Merchant, Carolyn 1936–
MERCHANT, Carolyn 1936–
PERSONAL: Born July 12, 1936, in Rochester, NY; daughter of George and Elizabeth (Barnes) Merchant; children: two. Education: Vassar College, A.B., 1958; University of Wisconsin, M.A., 1962, Ph.D., 1967.
ADDRESSES: Office—University of California, 138 Giannini Hall 642-0326, Berkeley, CA 94720. E-mail—[email protected]
CAREER: University of San Francisco, San Francisco, CA, lecturer, 1969–74, assistant professor of history of science, 1974–78; University of California, Berkeley, 1979–, began as assistant professor, currently professor of environmental history, philosophy, and ethics.
MEMBER: American Society for Environmental History (president, 2001–), American Council of Learned Societies (fellow, 1978), British Society for History of Science, History of Science Society, Society for the History of Technology, Center for Advanced Study in the Behavioral Sciences (fellow, 1978).
AWARDS, HONORS: Fulbright scholar, 1984.
The Death of Nature: Women, Ecology, and the Scientific Revolution, Harper & Row (San Francisco, CA), 1980.
Ecological Revolutions: Nature, Gender, and Science in New England, University of North Carolina Press (Chapel Hill, NC), 1989.
Radical Ecology: The Search for a Livable World, Routledge (New York, NY), 1992.
(Editor) Major Problems in American Environmental History: Documents and Essays, D.C. Heath (Lexington, MA), 1993, second edition, Houghton (Boston, MA), 2005.
(Editor) Ecology, Humanities Press (Atlantic Highlands, NJ), 1994.
Earthcare: Women and the Environment, Routledge (New York, NY), 1996.

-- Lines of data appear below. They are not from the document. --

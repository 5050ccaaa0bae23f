use std::rc::Rc;

use ash::vk;
use prism_gfx::GfxResult;
use prism_gfx::commands::command_buffer::GfxCommandBuffer;
use prism_gfx::commands::command_pool::GfxCommandPool;
use prism_gfx::commands::command_queue::GfxQueue;
use prism_gfx::foundation::device::GfxDevice;
use prism_gfx::foundation::mem_allocator::GfxAllocator;

/// render 阶段确定下来的 attachment 信息
#[derive(Debug, Copy, Clone, PartialEq, Eq)]
pub struct RenderCaps {
    pub color_format: vk::Format,
    pub depth_format: vk::Format,
}

/// 资源 load / unload 所需的全部 GPU 对象
///
/// 拥有一个专门用于上传的 transient command pool，所有上传都是阻塞的 one-time submit
pub struct GpuUploadContext {
    device: Rc<GfxDevice>,
    allocator: Rc<GfxAllocator>,
    queue: GfxQueue,
    command_pool: GfxCommandPool,
    render_caps: RenderCaps,
}

// new & init
impl GpuUploadContext {
    pub fn new(
        device: Rc<GfxDevice>,
        allocator: Rc<GfxAllocator>,
        queue: GfxQueue,
        render_caps: RenderCaps,
    ) -> GfxResult<Self> {
        let command_pool = GfxCommandPool::new(
            device.clone(),
            queue.queue_family(),
            vk::CommandPoolCreateFlags::TRANSIENT,
            "asset-upload",
        )?;
        Ok(Self {
            device,
            allocator,
            queue,
            command_pool,
            render_caps,
        })
    }
}

// getters
impl GpuUploadContext {
    #[inline]
    pub fn device(&self) -> &Rc<GfxDevice> {
        &self.device
    }

    #[inline]
    pub fn allocator(&self) -> &Rc<GfxAllocator> {
        &self.allocator
    }

    #[inline]
    pub fn device_limits(&self) -> &vk::PhysicalDeviceLimits {
        self.device.limits()
    }

    #[inline]
    pub fn render_caps(&self) -> &RenderCaps {
        &self.render_caps
    }
}

// tools
impl GpuUploadContext {
    /// 录制并提交一个 command buffer，阻塞直到 GPU 执行完成
    pub fn one_time_exec<R>(&self, name: &str, func: impl FnOnce(&GfxCommandBuffer) -> R) -> GfxResult<R> {
        GfxCommandBuffer::one_time_exec(self.device.clone(), &self.command_pool, &self.queue, func, name)
    }
}
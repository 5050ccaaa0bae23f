use ash::vk;

use crate::error::GfxResult;
use crate::resources::layout_transition::layout_transition_mask;

/// 一次 layout 转换两侧的 stage 与 access
#[derive(Copy, Clone, Debug, PartialEq, Eq)]
pub struct GfxBarrierMask {
    pub src_stage: vk::PipelineStageFlags2,
    pub dst_stage: vk::PipelineStageFlags2,
    pub src_access: vk::AccessFlags2,
    pub dst_access: vk::AccessFlags2,
}

/// 整个 image（mip 0、layer 0）的 layout 转换
///
/// 引擎只在上传纹理与创建 depth image 时使用，不涉及 queue family 转移
#[derive(Clone, Copy)]
pub struct GfxImageBarrier {
    inner: vk::ImageMemoryBarrier2<'static>,
}

// new & init
impl GfxImageBarrier {
    /// stage 与 access 由 [`layout_transition_mask`] 决定，不支持的转换直接返回错误
    pub fn layout_transition(
        image: vk::Image,
        aspect: vk::ImageAspectFlags,
        old_layout: vk::ImageLayout,
        new_layout: vk::ImageLayout,
    ) -> GfxResult<Self> {
        let mask = layout_transition_mask(old_layout, new_layout)?;
        let inner = vk::ImageMemoryBarrier2::default()
            .image(image)
            .old_layout(old_layout)
            .new_layout(new_layout)
            .src_stage_mask(mask.src_stage)
            .dst_stage_mask(mask.dst_stage)
            .src_access_mask(mask.src_access)
            .dst_access_mask(mask.dst_access)
            .src_queue_family_index(vk::QUEUE_FAMILY_IGNORED)
            .dst_queue_family_index(vk::QUEUE_FAMILY_IGNORED)
            .subresource_range(vk::ImageSubresourceRange {
                aspect_mask: aspect,
                base_mip_level: 0,
                level_count: 1,
                base_array_layer: 0,
                layer_count: 1,
            });
        Ok(Self { inner })
    }
}

// getters
impl GfxImageBarrier {
    #[inline]
    pub fn inner(&self) -> &vk::ImageMemoryBarrier2<'_> {
        &self.inner
    }
}

#[cfg(test)]
mod tests {
    use ash::vk::Handle;

    use super::*;

    #[test]
    fn test_upload_barrier_fields() {
        let barrier = GfxImageBarrier::layout_transition(
            vk::Image::from_raw(42),
            vk::ImageAspectFlags::COLOR,
            vk::ImageLayout::UNDEFINED,
            vk::ImageLayout::TRANSFER_DST_OPTIMAL,
        )
        .unwrap();
        let inner = barrier.inner();
        assert_eq!(inner.image, vk::Image::from_raw(42));
        assert_eq!(inner.new_layout, vk::ImageLayout::TRANSFER_DST_OPTIMAL);
        assert_eq!(inner.dst_access_mask, vk::AccessFlags2::TRANSFER_WRITE);
        assert_eq!(inner.subresource_range.aspect_mask, vk::ImageAspectFlags::COLOR);
    }

    #[test]
    fn test_unsupported_layout_is_rejected() {
        assert!(
            GfxImageBarrier::layout_transition(
                vk::Image::null(),
                vk::ImageAspectFlags::COLOR,
                vk::ImageLayout::PRESENT_SRC_KHR,
                vk::ImageLayout::GENERAL,
            )
            .is_err()
        );
    }
}
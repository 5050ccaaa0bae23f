use std::ffi::CStr;

use ash::vk;

use crate::error::{GfxResult, VkResultExt};

/// 可以设置 debug name 的 vulkan 对象
pub trait DebugType {
    fn debug_type_name() -> &'static str;
    fn vk_handle(&self) -> impl vk::Handle;
}

/// 将 validation layer 的消息转发到 `log`
pub struct GfxDebugMsger {
    pub(crate) vk_debug_utils_instance: ash::ext::debug_utils::Instance,
    pub(crate) vk_debug_utils_messenger: vk::DebugUtilsMessengerEXT,
}

// new & init
impl GfxDebugMsger {
    pub fn new(vk_pf: &ash::Entry, instance: &ash::Instance) -> GfxResult<Self> {
        let loader = ash::ext::debug_utils::Instance::new(vk_pf, instance);

        let create_info = Self::debug_utils_messenger_ci();
        let debug_messenger = unsafe { loader.create_debug_utils_messenger(&create_info, None) }
            .vk_err("vkCreateDebugUtilsMessengerEXT")?;

        Ok(Self {
            vk_debug_utils_instance: loader,
            vk_debug_utils_messenger: debug_messenger,
        })
    }

    /// 用于创建 debug messenger 的结构体
    ///
    /// 也会挂在 InstanceCreateInfo 上，用于捕获 instance 创建/销毁期间的消息
    pub fn debug_utils_messenger_ci() -> vk::DebugUtilsMessengerCreateInfoEXT<'static> {
        vk::DebugUtilsMessengerCreateInfoEXT::default()
            .message_severity(
                vk::DebugUtilsMessageSeverityFlagsEXT::WARNING | vk::DebugUtilsMessageSeverityFlagsEXT::ERROR,
            )
            .message_type(
                vk::DebugUtilsMessageTypeFlagsEXT::GENERAL
                    | vk::DebugUtilsMessageTypeFlagsEXT::VALIDATION
                    | vk::DebugUtilsMessageTypeFlagsEXT::PERFORMANCE,
            )
            .pfn_user_callback(Some(vk_debug_callback))
    }
}

// destroy
impl GfxDebugMsger {
    pub fn destroy(self) {
        log::info!("Destroying GfxDebugMsger");
        unsafe {
            self.vk_debug_utils_instance.destroy_debug_utils_messenger(self.vk_debug_utils_messenger, None);
        }
    }
}

/// debug messenger 的回调函数
/// # Safety
unsafe extern "system" fn vk_debug_callback(
    message_severity: vk::DebugUtilsMessageSeverityFlagsEXT,
    message_type: vk::DebugUtilsMessageTypeFlagsEXT,
    p_callback_data: *const vk::DebugUtilsMessengerCallbackDataEXT,
    _user_data: *mut std::os::raw::c_void,
) -> vk::Bool32 {
    let msg = if p_callback_data.is_null() || unsafe { (*p_callback_data).p_message.is_null() } {
        std::borrow::Cow::from("")
    } else {
        unsafe { CStr::from_ptr((*p_callback_data).p_message).to_string_lossy() }
    };

    match message_severity {
        vk::DebugUtilsMessageSeverityFlagsEXT::ERROR => log::error!("[{:?}] {}", message_type, msg),
        vk::DebugUtilsMessageSeverityFlagsEXT::WARNING => log::warn!("[{:?}] {}", message_type, msg),
        _ => log::info!("[{:?}] {}", message_type, msg),
    };

    // 只有 layer developer 才需要返回 True
    vk::FALSE
}
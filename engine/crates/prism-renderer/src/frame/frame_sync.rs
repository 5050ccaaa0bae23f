use std::rc::Rc;

use ash::vk;
use prism_gfx::GfxResult;
use prism_gfx::commands::command_buffer::GfxCommandBuffer;
use prism_gfx::commands::command_pool::GfxCommandPool;
use prism_gfx::commands::fence::GfxFence;
use prism_gfx::commands::semaphore::GfxSemaphore;
use prism_gfx::descriptors::descriptor_pool::GfxDescriptorPool;
use prism_gfx::foundation::device::GfxDevice;

/// 一个 frame slot 的同步对象与录制资源，slot 与 swapchain image 一一对应
pub struct FrameSlot {
    pub cmd: GfxCommandBuffer,
    /// 创建时即为 signaled，第一次等待不会阻塞
    pub in_flight: GfxFence,
    /// acquire 时由 swapchain signal，submit 时等待
    pub image_available: GfxSemaphore,
    /// submit 时 signal，present 时等待
    pub render_finished: GfxSemaphore,
    /// 该 slot 所有纹理 descriptor set 的来源，fence 等待完成之后整体 reset
    pub descriptor_pool: GfxDescriptorPool,
}

/// 所有 frame slot，以及一个用于下一次 acquire 的备用 semaphore
///
/// acquire 之前并不知道会拿到哪个 image，因此总是用备用的 semaphore 去 acquire，
/// 拿到 image index 之后再与对应 slot 的 `image_available` 交换。
pub struct FrameSync {
    command_pool: GfxCommandPool,
    slots: Vec<FrameSlot>,
    spare_acquire_semaphore: Option<GfxSemaphore>,
}

// new & init
impl FrameSync {
    pub fn new(device: &Rc<GfxDevice>, slot_count: usize, max_texture_binds: u32) -> GfxResult<Self> {
        let command_pool = GfxCommandPool::new(
            device.clone(),
            device.gfx_queue_family(),
            vk::CommandPoolCreateFlags::RESET_COMMAND_BUFFER,
            "frame",
        )?;

        let mut sync = Self {
            command_pool,
            slots: Vec::with_capacity(slot_count),
            spare_acquire_semaphore: None,
        };
        if let Err(e) = sync.create_objects(device, slot_count, max_texture_binds) {
            sync.destroy();
            return Err(e);
        }
        Ok(sync)
    }

    fn create_objects(&mut self, device: &Rc<GfxDevice>, slot_count: usize, max_texture_binds: u32) -> GfxResult<()> {
        self.spare_acquire_semaphore = Some(GfxSemaphore::new(device.clone(), "image-available-spare")?);
        for i in 0..slot_count {
            let cmd = GfxCommandBuffer::new(device.clone(), &self.command_pool, &format!("frame-{i}"))?;
            let in_flight = GfxFence::new(device.clone(), true, &format!("in-flight-{i}"))?;
            let image_available = match GfxSemaphore::new(device.clone(), &format!("image-available-{i}")) {
                Ok(s) => s,
                Err(e) => {
                    in_flight.destroy();
                    return Err(e);
                }
            };
            let render_finished = match GfxSemaphore::new(device.clone(), &format!("render-finished-{i}")) {
                Ok(s) => s,
                Err(e) => {
                    in_flight.destroy();
                    image_available.destroy();
                    return Err(e);
                }
            };
            let descriptor_pool =
                match GfxDescriptorPool::new_texture_pool(device.clone(), max_texture_binds.max(1), &format!("frame-{i}")) {
                    Ok(pool) => pool,
                    Err(e) => {
                        in_flight.destroy();
                        image_available.destroy();
                        render_finished.destroy();
                        return Err(e);
                    }
                };
            self.slots.push(FrameSlot {
                cmd,
                in_flight,
                image_available,
                render_finished,
                descriptor_pool,
            });
        }
        Ok(())
    }
}

// getters
impl FrameSync {
    #[inline]
    pub fn slot_count(&self) -> usize {
        self.slots.len()
    }

    #[inline]
    pub fn slot(&self, index: usize) -> Option<&FrameSlot> {
        self.slots.get(index)
    }

    #[inline]
    pub fn spare_acquire_semaphore(&self) -> Option<&GfxSemaphore> {
        self.spare_acquire_semaphore.as_ref()
    }
}

// update
impl FrameSync {
    /// acquire 成功之后调用：刚被 signal 的备用 semaphore 成为该 slot 的 `image_available`
    pub fn swap_acquire_semaphore(&mut self, index: usize) {
        if let (Some(slot), Some(spare)) = (self.slots.get_mut(index), self.spare_acquire_semaphore.as_mut()) {
            std::mem::swap(&mut slot.image_available, spare);
        }
    }
}

// destroy
impl FrameSync {
    /// 调用前需要确保 device 已经 idle
    pub fn destroy(&mut self) {
        for slot in self.slots.drain(..).rev() {
            slot.in_flight.destroy();
            slot.image_available.destroy();
            slot.render_finished.destroy();
        }
        if let Some(spare) = self.spare_acquire_semaphore.take() {
            spare.destroy();
        }
    }
}
//! Prism 的渲染层
//!
//! - [`frame`]：每帧的 acquire → wait → record → submit → present 流程
//! - [`shape`]：各类 shape renderer，每一类独立管理自己的 pipeline 与定长顶点 buffer
//! - [`components`]：renderer 能够识别的 ECS 组件

pub mod components;
pub mod error;
pub mod frame;
pub mod projection;
pub mod recorder;
pub mod settings;
pub mod shader_library;
pub mod shape;

pub use error::{CollectError, RenderError};
pub use settings::RendererSettings;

(Editor) Green versus Gold: Sources in California's Environmental History, Island Press (Washington, DC), 1998.
The Columbia Guide to American Environmental History, Columbia University Press (New York, NY), 2002.
(Editor, with Shepard Krech III and John Robert McNeill) Encyclopedia of World Environmental History, Routledge (New York, NY), 2003.
Reinventing Eden: The Fate of Nature in Western Culture, Routledge (New York, NY), 2003.
Contributor of articles to history journals, including Studies in History and Philosophy of Science, Isis, British Journal for the History of Science, and Environment.
SIDELIGHTS: In her book The Death of Nature: Women, Ecology, and the Scientific Revolution, Carolyn Merchant explores the historical connections between women's issues and ecology, demonstrating how scientific progress has curtailed the advancement of women. The author contends that throughout history women have been equated with nature and that science and men exploit both. As Merchant once told CA: "The women's movement and the ecology movement of the 1970's were major influences on my work. They led me to recast the subject of my field of professional study in light of the historical roots of these movements and problems." Over the years, The Death of Nature has become a classic, cited in numerous studies and appearing on the syllabus for a wide range of courses. "Perhaps the most general and enduring contribution of [the book] is that it succeeded in bringing ecology to the humanities by showing the complex ways in which nature is an active partner rather than passive accessory in the unfolding of human communities," wrote Robyn Eckersley in Organization & Environment.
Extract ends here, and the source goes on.